Item – Philip IV of France had demanded the removal of Eleanor Belmont, and the Lord Edward had been only too pleased to agree with this. Eleanor had been placed under virtual house arrest in Godstowe Priory, a place the Prince could control from his nearby palace of Woodstock.

Item – were the rumours true that the Lady Eleanor had been ill of a malady of the breast and did the Prince send medicines to her? If so, were they really medicines, or poisons?

Item – on Sunday last Lady Eleanor Belmont had not joined the nuns at Compline or the evening meal afterwards in the refectory. Indeed, she had told her companions amongst them to leave her alone. The convent building where Lady Eleanor had her chambers had been empty during the evening service except for two aged nuns, Dame Elizabeth and Dame Matilda. After Compline all the nuns had gone to the refectory as was customary. Once the meal was over (again as was customary), the Lady Prioress with the two Sub-prioresses, Dame Frances and Dame Catherine, had walked around the main building, gone through the open door and found Lady Eleanor Belmont cloaked and hooded at the bottom of the stairs. They claimed her neck had been broken from a fall, yet the hood over her head had not been disturbed.

Item – did the Lady Eleanor Belmont fall? If so, why was her clothing not disturbed? And why had the old nuns not heard the crash of her fall and her cries? If she had fallen, where was she going to or returning from? Was it suicide? Reports said that the Lady Eleanor had been melancholic, the victim of malignant humours.

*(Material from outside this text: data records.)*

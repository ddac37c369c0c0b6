use std::path::Path;

use crate::error::{ProcessingError, Result};
use crate::models::TemperatureRange;
use crate::processors::aggregator::StatAccumulator;

/// Min and max over a cleaned temperature column.
///
/// An empty column is a distinct error so that a file containing only
/// missing values is reported as such instead of yielding a meaningless
/// sentinel range.
pub fn temperature_range(values: &[f64], path: &Path) -> Result<TemperatureRange> {
    let mut stats = StatAccumulator::new();
    for &value in values {
        stats.add(value);
    }

    match (stats.min(), stats.max()) {
        (Some(min), Some(max)) => Ok(TemperatureRange { min, max }),
        _ => Err(ProcessingError::EmptyInput {
            path: path.to_path_buf(),
        }),
    }
}

#[cfg(test)]
mod tests {
    use super::*;

    #[test]
    fn test_range_over_values() {
        let values = vec![7.5, -2.25, 11.0, 3.0];

        let range = temperature_range(&values, Path::new("input.csv")).unwrap();

        assert_eq!(range.min, -2.25);
        assert_eq!(range.max, 11.0);
    }

    #[test]
    fn test_single_value_range() {
        let range = temperature_range(&[4.2], Path::new("input.csv")).unwrap();

        assert_eq!(range.min, 4.2);
        assert_eq!(range.max, 4.2);
    }

    #[test]
    fn test_empty_input_is_an_error() {
        let result = temperature_range(&[], Path::new("input.csv"));

        assert!(matches!(result, Err(ProcessingError::EmptyInput { .. })));
    }
}
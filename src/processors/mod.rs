pub mod aggregator;
pub mod cleaner;
pub mod enricher;
pub mod range_calculator;

pub use aggregator::{global_yearly_averages, yearly_country_averages, StatAccumulator};
pub use cleaner::{drop_missing_temperatures, drop_missing_values};
pub use enricher::{attach_year, YearObservation};
pub use range_calculator::temperature_range;
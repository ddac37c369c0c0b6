use std::path::Path;

use tracing::info;
use tracing_subscriber::EnvFilter;

use crate::cli::args::{Cli, Commands};
use crate::error::Result;
use crate::processors::{
    attach_year, drop_missing_temperatures, drop_missing_values, global_yearly_averages,
    temperature_range, yearly_country_averages,
};
use crate::readers::{ColumnReader, TemperatureReader};
use crate::utils::constants::{HEAD_ROWS, TEMPERATURE_COLUMN};
use crate::utils::progress::ProgressReporter;
use crate::writers::CsvWriter;

pub fn run(cli: Cli) -> Result<()> {
    init_logging(cli.verbose);

    match cli.command {
        Commands::CountryYearly { input, output } => country_yearly(&input, &output),
        Commands::GlobalYearly { input, output } => global_yearly(&input, &output),
        Commands::Range { input } => range(&input),
    }
}

fn init_logging(verbose: bool) {
    let default_level = if verbose { "debug" } else { "warn" };
    let filter =
        EnvFilter::try_from_default_env().unwrap_or_else(|_| EnvFilter::new(default_level));
    let _ = tracing_subscriber::fmt()
        .with_env_filter(filter)
        .with_writer(std::io::stderr)
        .try_init();
}

/// Pipeline 1: mean temperature per (country, year).
fn country_yearly(input: &Path, output: &Path) -> Result<()> {
    println!("Aggregating yearly average temperatures by country...");
    println!("Input file: {}", input.display());
    println!("Output file: {}", output.display());

    let progress = ProgressReporter::new_spinner("Reading observations...", false);

    let records = TemperatureReader::new().read_records(input)?;
    let total = records.len();

    progress.set_message("Aggregating...");
    let cleaned = drop_missing_temperatures(records);
    info!(
        total,
        kept = cleaned.len(),
        "dropped observations without a temperature"
    );

    let averages = yearly_country_averages(&attach_year(cleaned));

    progress.set_message("Writing output...");
    CsvWriter::new().write_records(&averages, output)?;
    progress.finish_with_message(&format!(
        "Wrote {} rows to {}",
        averages.len(),
        output.display()
    ));

    for row in averages.iter().take(HEAD_ROWS) {
        println!("{} {}: {:.3}°C", row.country, row.year, row.temperature);
    }

    Ok(())
}

/// Pipeline 2: global mean temperature and uncertainty bounds per year.
fn global_yearly(input: &Path, output: &Path) -> Result<()> {
    println!("Aggregating global yearly average temperatures...");
    println!("Input file: {}", input.display());
    println!("Output file: {}", output.display());

    let progress = ProgressReporter::new_spinner("Reading observations...", false);

    let records = TemperatureReader::new()
        .with_required_country(false)
        .with_required_uncertainty(true)
        .read_records(input)?;
    let total = records.len();

    progress.set_message("Aggregating...");
    let cleaned = drop_missing_temperatures(records);
    info!(
        total,
        kept = cleaned.len(),
        "dropped observations without a temperature"
    );

    let averages = global_yearly_averages(&attach_year(cleaned))?;

    progress.set_message("Writing output...");
    CsvWriter::new().write_records(&averages, output)?;
    progress.finish_with_message(&format!(
        "Wrote {} rows to {}",
        averages.len(),
        output.display()
    ));

    for row in averages.iter().take(HEAD_ROWS) {
        println!(
            "{}: {:.3}°C ± {:.3}°C [{:.3}, {:.3}]",
            row.year, row.temperature, row.uncertainty, row.lower_bound, row.upper_bound
        );
    }

    Ok(())
}

/// Pipeline 3: min/max of a file's temperature column.
fn range(input: &Path) -> Result<()> {
    let values = ColumnReader::new(TEMPERATURE_COLUMN).read_column(input)?;
    let cleaned = drop_missing_values(values);
    let range = temperature_range(&cleaned, input)?;

    println!("{}", range);

    Ok(())
}
pub mod aggregate;
pub mod temperature;

pub use aggregate::{GlobalYearlyAverage, TemperatureRange, YearlyCountryAverage};
pub use temperature::TemperatureRecord;
pub mod column_reader;
pub mod temperature_reader;

pub use column_reader::ColumnReader;
pub use temperature_reader::TemperatureReader;
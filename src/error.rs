use std::path::PathBuf;

use thiserror::Error;

pub type Result<T> = std::result::Result<T, ProcessingError>;

#[derive(Error, Debug)]
pub enum ProcessingError {
    #[error("File I/O error: {0}")]
    Io(#[from] std::io::Error),

    #[error("Failed to read {}: {source}", path.display())]
    FileRead {
        path: PathBuf,
        source: std::io::Error,
    },

    #[error("Failed to write {}: {source}", path.display())]
    FileWrite {
        path: PathBuf,
        source: std::io::Error,
    },

    #[error("CSV parsing error: {0}")]
    Csv(#[from] csv::Error),

    #[error("Date parsing error: {0}")]
    DateParse(#[from] chrono::ParseError),

    #[error("Column '{column}' not found in {}", path.display())]
    MissingColumn { column: String, path: PathBuf },

    #[error("Invalid data format: {0}")]
    InvalidFormat(String),

    #[error("Missing required data: {0}")]
    MissingData(String),

    #[error("No temperature values in {}", path.display())]
    EmptyInput { path: PathBuf },
}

Corbett stroked his cheek with the quill of the pen, half listening to the wind moaning like some wandering spirit amongst the trees: their branches rustled, one of them tapping insistently against the window. He dipped the quill into the blue-green ink. Had the Lady Eleanor been murdered? And if so, by whom? The Lord Edward? He had been at the nearby palace of Woodstock. By the Lord Gaveston, who had also been present there? Or by both in complicity? Or was it murder by someone in the priory? Either because of jealousy or on the orders of someone else. The French perhaps? There was a delegation from Philip now in England led by Corbett's old adversary, Amaury de Craon.

Corbett bit the knuckles of his hand. De Craon, his counterpart on the French council, was a skilful, devious man who bore no love for Edward of England, or, indeed, Edward's chief clerk. The French would love a scandal involving the English crown. Belmont had been the Prince of Wales' paramour but she had been removed from the court and so they had no grievance there. Of course, Gaveston could have taken her place but the French had no proof that his relationship with the young Prince was anything but an honourable friendship. However, if de Craon started insinuating that the Prince or Gaveston were involved in murder, Philip might well decide the betrothal was off, the peace treaty be null and void, and the English would find themselves in a costly and bloody war. The clerk grasped his quill and began to write.

Item – they had information from a spy in Essex that the Prince of Wales had been secretly married to the Lady Eleanor Belmont. Was this another reason for the Prince to murder the poor girl?

Corbett suddenly went cold. The Prince, or his father? Corbett had no illusions about either the King or his son; both were equally ruthless and self-seeking.

Item – another piece of information from Eudo Tailler, an English spy busy in the shadows of the Louvre Palace. Eudo had sent it weeks ago but had since disappeared. His message was cryptic enough: a member of the de Montfort family was loose in England.

Corbett's anxiety increased. Forty years ago, eight years before Corbett had been born, Edward I had crushed a savage revolt led by Earl Simon de Montfort. The King, who had so nearly lost his crown, defeated the Earl's army outside Evesham. De Montfort had been killed and Edward had told his soldiers to hack his body and feed it to the royal dogs. The remnants of de Montfort's family had fled abroad and, whenever possible, sent assassins into England against the King and the royal family. The feud had lasted decades. A few years previously the King had used Corbett himself to uncover one of these secret covens. Corbett rubbed his face as he remembered the dark passion of Alice, the coven leader. Who was this new assassin, he pondered, and where was he now?